The NL West is home to three of the hottest teams in baseball, including the Diamondbacks, San Diego Padres and Los Angeles Dodgers. As pennant races around baseball heat up with approximately 40 games remaining, the one out west looks like the best with sluggers like Shohei Ohtani, Manny Machado and Ketel Marte duking it out on a nightly basis.
“We’re very aware of it,” Dodgers manager Dave Roberts said of his team’s shrinking lead last week. “I’d be lying if I said no one’s watching the scoreboard and appreciating how good the rest of the teams in our division are playing.
“That just puts the onus on us to play good baseball.”
The Dodgers — who have won the division in 10 of the past 11 years — looked well on their way to another division title by mid-June. They have arguably the best lineup in baseball with Ohtani, Mookie Betts and Freddie Freeman, and Tyler Glasnow leads a rotation that is solid.

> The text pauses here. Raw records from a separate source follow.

/// Order list with status filtering, newest first
#[component]
pub fn SellerOrders() -> Element {
    let ctx = use_storefront();
    let price_formatter = ctx.services.price.clone();

    let mut status_filter = use_signal(|| Option::<OrderStatus>::None);

    let orders = use_memo(move || {
        let mut orders: Vec<SellerOrder> = mock_orders()
            .into_iter()
            .filter(|o| status_filter().map_or(true, |s| o.status == s))
            .collect();
        orders.sort_by(|a, b| b.placed_at.cmp(&a.placed_at));
        orders
    });

    let all = mock_orders();
    let open_count = all
        .iter()
        .filter(|o| matches!(o.status, OrderStatus::Pending | OrderStatus::Shipped))
        .count();
    let revenue: f64 = all
        .iter()
        .filter(|o| o.status != OrderStatus::Cancelled)
        .map(|o| o.total)
        .sum();

    rsx! {
        PageWrapper {
            title: "Orders".to_string(),
            subtitle: Some("Recent orders across your listings".to_string()),

            div {
                class: "grid grid-cols-1 sm:grid-cols-3 gap-6",
                StatCard {
                    title: "Orders".to_string(),
                    value: all.len().to_string(),
                    icon: Some("🧾".to_string()),
                }
                StatCard {
                    title: "Open".to_string(),
                    value: open_count.to_string(),
                    icon: Some("🚚".to_string()),
                }
                StatCard {
                    title: "Revenue".to_string(),
                    value: price_formatter.format_price(revenue, None),
                    change: Some("+8%".to_string()),
                    trend: Some(StatTrend::Up),
                    icon: Some("💰".to_string()),
                }
            }

            div {
                class: "flex items-center space-x-2 text-sm",
                button {
                    class: if status_filter().is_none() {
                        "px-3 py-1 rounded-full bg-blue-600 text-white"
                    } else {
                        "px-3 py-1 rounded-full bg-gray-200 text-gray-700 hover:bg-gray-300"
                    },
                    onclick: move |_| status_filter.set(None),
                    "All"
                }
                for status in OrderStatus::all() {
                    button {
                        key: "{status.label()}",
                        class: if status_filter() == Some(status) {
                            "px-3 py-1 rounded-full bg-blue-600 text-white"
                        } else {
                            "px-3 py-1 rounded-full bg-gray-200 text-gray-700 hover:bg-gray-300"
                        },
                        onclick: move |_| status_filter.set(Some(status)),
                        {status.label()}
                    }
                }
            }

            if orders().is_empty() {
                EmptyState {
                    icon: "🧾".to_string(),
                    title: "No orders".to_string(),
                    description: "No orders match this filter.".to_string(),
                }
            } else {
                div {
                    class: "bg-white shadow rounded-lg overflow-hidden",
                    table {
                        class: "min-w-full divide-y divide-gray-200",
                        thead {
                            class: "bg-gray-50",
                            tr {
                                th { class: "px-4 py-3 text-left text-xs font-medium text-gray-500 uppercase", "Order" }
                                th { class: "px-4 py-3 text-left text-xs font-medium text-gray-500 uppercase", "Product" }
                                th { class: "px-4 py-3 text-left text-xs font-medium text-gray-500 uppercase", "Buyer" }
                                th { class: "px-4 py-3 text-left text-xs font-medium text-gray-500 uppercase", "Total" }
                                th { class: "px-4 py-3 text-left text-xs font-medium text-gray-500 uppercase", "Status" }
                                th { class: "px-4 py-3 text-left text-xs font-medium text-gray-500 uppercase", "Placed" }
                            }
                        }
                        tbody {
                            class: "divide-y divide-gray-200",
                            for order in orders() {
                                tr {
                                    key: "{order.id}",
                                    td { class: "px-4 py-3 text-sm font-medium text-gray-900", "{order.id}" }
                                    td {
                                        class: "px-4 py-3 text-sm text-gray-700",
                                        p { "{order.product_name}" }
                                        p { class: "text-xs text-gray-500", "{order.configuration}" }
                                    }
                                    td { class: "px-4 py-3 text-sm text-gray-700", "{order.buyer}" }
                                    td {
                                        class: "px-4 py-3 text-sm text-gray-700",
                                        {price_formatter.format_price(order.total, None)}
                                    }
                                    td {
                                        class: "px-4 py-3",
                                        span {
                                            class: format!(
                                                "inline-flex px-2 py-0.5 rounded-full text-xs font-medium {}",
                                                order.status.badge_classes(),
                                            ),
                                            {order.status.label()}
                                        }
                                    }
                                    td {
                                        class: "px-4 py-3 text-sm text-gray-500",
                                        {order.placed_at.format("%b %e, %Y").to_string()}
                                    }
                                }
                            }
                        }
                    }
                }
            }
        }
    }
}

#[cfg(test)]
mod tests {
    use super::*;

    #[test]
    fn test_mock_orders_are_newest_first_after_sort() {
        let mut orders = mock_orders();
        orders.sort_by(|a, b| b.placed_at.cmp(&a.placed_at));
        assert!(orders.windows(2).all(|w| w[0].placed_at >= w[1].placed_at));
    }

    #[test]
    fn test_order_status_labels() {
        assert_eq!(OrderStatus::Pending.label(), "Pending");
        assert_eq!(OrderStatus::all().len(), 4);
    }
}
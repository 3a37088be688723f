// src/types.rs

use std::collections::HashMap;

use serde_json::Value;

/// Generic metadata container attached to errors and diagnostics
pub type Metadata = HashMap<String, Value>;
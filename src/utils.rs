// src/utils.rs

//! Utility helpers shared by the storefront UI and catalog models.

/// Cross-platform time utilities
pub mod time {
    use chrono::{DateTime, Utc};

    /// Cross-platform clock that works on both native and WASM
    pub struct Time;

    impl Time {
        /// Get current UTC time - works on both native and WASM
        pub fn now() -> DateTime<Utc> {
            #[cfg(not(target_arch = "wasm32"))]
            {
                Utc::now()
            }

            #[cfg(target_arch = "wasm32")]
            {
                let millis = js_sys::Date::now() as i64;
                match DateTime::from_timestamp_millis(millis) {
                    Some(dt) => dt,
                    None => {
                        web_sys::console::error_1(
                            &"Failed to create DateTime from JS timestamp".into(),
                        );
                        DateTime::from_timestamp(1640995200, 0).unwrap()
                    }
                }
            }
        }

        /// Get current timestamp as milliseconds since epoch
        pub fn now_millis() -> u64 {
            Self::now().timestamp_millis() as u64
        }
    }
}

/// String helpers
pub mod strings {
    /// Truncates a string to `max_len` characters, appending an ellipsis
    pub fn truncate(s: &str, max_len: usize) -> String {
        if s.chars().count() <= max_len {
            s.to_string()
        } else {
            let truncated: String = s.chars().take(max_len.saturating_sub(1)).collect();
            format!("{}…", truncated)
        }
    }

    /// Uppercased alphanumeric slug used for SKU segments ("Space Gray" -> "SPACE-GRAY")
    pub fn sku_segment(s: &str) -> String {
        let mut out = String::with_capacity(s.len());
        let mut last_dash = true;
        for ch in s.chars() {
            if ch.is_ascii_alphanumeric() {
                out.push(ch.to_ascii_uppercase());
                last_dash = false;
            } else if !last_dash {
                out.push('-');
                last_dash = true;
            }
        }
        while out.ends_with('-') {
            out.pop();
        }
        out
    }
}

/// Display formatting helpers
pub mod format {
    /// Formats a playback position in seconds as "M:SS"
    pub fn video_timestamp(seconds: f64) -> String {
        let total = if seconds.is_finite() && seconds > 0.0 {
            seconds as u64
        } else {
            0
        };
        format!("{}:{:02}", total / 60, total % 60)
    }

    /// Compact count for badges ("1234" -> "1.2k")
    pub fn compact_count(n: u32) -> String {
        if n >= 1_000_000 {
            format!("{:.1}M", n as f64 / 1_000_000.0)
        } else if n >= 1_000 {
            format!("{:.1}k", n as f64 / 1_000.0)
        } else {
            n.to_string()
        }
    }

    /// Pluralizing label for item counts
    pub fn count_label(n: usize, singular: &str, plural: &str) -> String {
        if n == 1 {
            format!("1 {}", singular)
        } else {
            format!("{} {}", n, plural)
        }
    }
}

#[cfg(test)]
mod tests {
    use super::*;

    #[test]
    fn test_truncate() {
        assert_eq!(strings::truncate("short", 10), "short");
        let long = strings::truncate("a very long product title", 10);
        assert!(long.ends_with('…'));
        assert!(long.chars().count() <= 10);
    }

    #[test]
    fn test_sku_segment() {
        assert_eq!(strings::sku_segment("Space Gray"), "SPACE-GRAY");
        assert_eq!(strings::sku_segment("128GB"), "128GB");
        assert_eq!(strings::sku_segment("  Brand New!  "), "BRAND-NEW");
    }

    #[test]
    fn test_video_timestamp() {
        assert_eq!(format::video_timestamp(0.0), "0:00");
        assert_eq!(format::video_timestamp(61.4), "1:01");
        assert_eq!(format::video_timestamp(f64::NAN), "0:00");
    }

    #[test]
    fn test_compact_count() {
        assert_eq!(format::compact_count(950), "950");
        assert_eq!(format::compact_count(1_234), "1.2k");
        assert_eq!(format::compact_count(2_500_000), "2.5M");
    }
}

But Betts missed 1 1/2 months with a broken left hand and the Dodgers weren't quite the same in his absence. That gave the D-backs and Padres the opening they need to make a move.
And move they did. The Padres and the D-backs have been on fire since the All-Star break — San Diego has a 19-4 record and Arizona is 20-5. The Dodgers aren't playing poorly with a 15-9 record during that span, but they're struggling to hold their division lead.
The Padres (69-53) and D-backs (69-53) were just two games behind the Dodgers (71-51) on Thursday.
Buckle up.
“It’s fun to be a part of, a lot of hard work goes into it,” D-backs slugger Joc Pederson said of his team’s success. “Everybody comes to the field every day prepared to do their thing to help the team win. It’s a powerful thing when you’ve got all the guys pulling on the same string.”
The Dodgers are still loaded with talent. Betts has returned from his injury with a flourish, injecting the lineup with his power-speed combo. Los Angeles added right-hander Jack Flaherty in a trade and three-time Cy Young Award winner Clayton Kershaw is back, joining Glasnow and Gavin Stone in the rotation.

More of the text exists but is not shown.